Exercise instructions: All of the data below needs to be set down once more, exactly as written.

Material for this task:
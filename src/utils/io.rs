//! File I/O primitives with consistent error handling.

use crate::error::{Error, Result};
use std::fs;
use std::path::Path;

/// Read file contents with standardized error handling.
///
/// Wraps `fs::read_to_string` with consistent `Error::internal_io`
/// formatting. Non-UTF-8 content surfaces here as an `InvalidData` error.
pub fn read_file(path: &Path, operation: &str) -> Result<String> {
    fs::read_to_string(path)
        .map_err(|e| Error::internal_io(e.to_string(), Some(operation.to_string())))
}

/// Write content to file with standardized error handling.
///
/// Wraps `fs::write` with consistent `Error::internal_io` formatting.
pub fn write_file(path: &Path, content: &str, operation: &str) -> Result<()> {
    fs::write(path, content)
        .map_err(|e| Error::internal_io(e.to_string(), Some(operation.to_string())))
}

Task solution:
filename src/utils/io.rs
//! File I/O primitives with consistent error handling.

use crate::error::{Error, Result};
use std::fs;
use std::path::Path;

/// Read file contents with standardized error handling.
///
/// Wraps `fs::read_to_string` with consistent `Error::internal_io`
/// formatting. Non-UTF-8 content surfaces here as an `InvalidData` error.
pub fn read_file(path: &Path, operation: &str) -> Result<String> {
    fs::read_to_string(path)
        .map_err(|e| Error::internal_io(e.to_string(), Some(operation.to_string())))
}

/// Write content to file with standardized error handling.
///
/// Wraps `fs::write` with consistent `Error::internal_io` formatting.
pub fn write_file(path: &Path, content: &str, operation: &str) -> Result<()> {
    fs::write(path, content)
        .map_err(|e| Error::internal_io(e.to_string(), Some(operation.to_string())))
}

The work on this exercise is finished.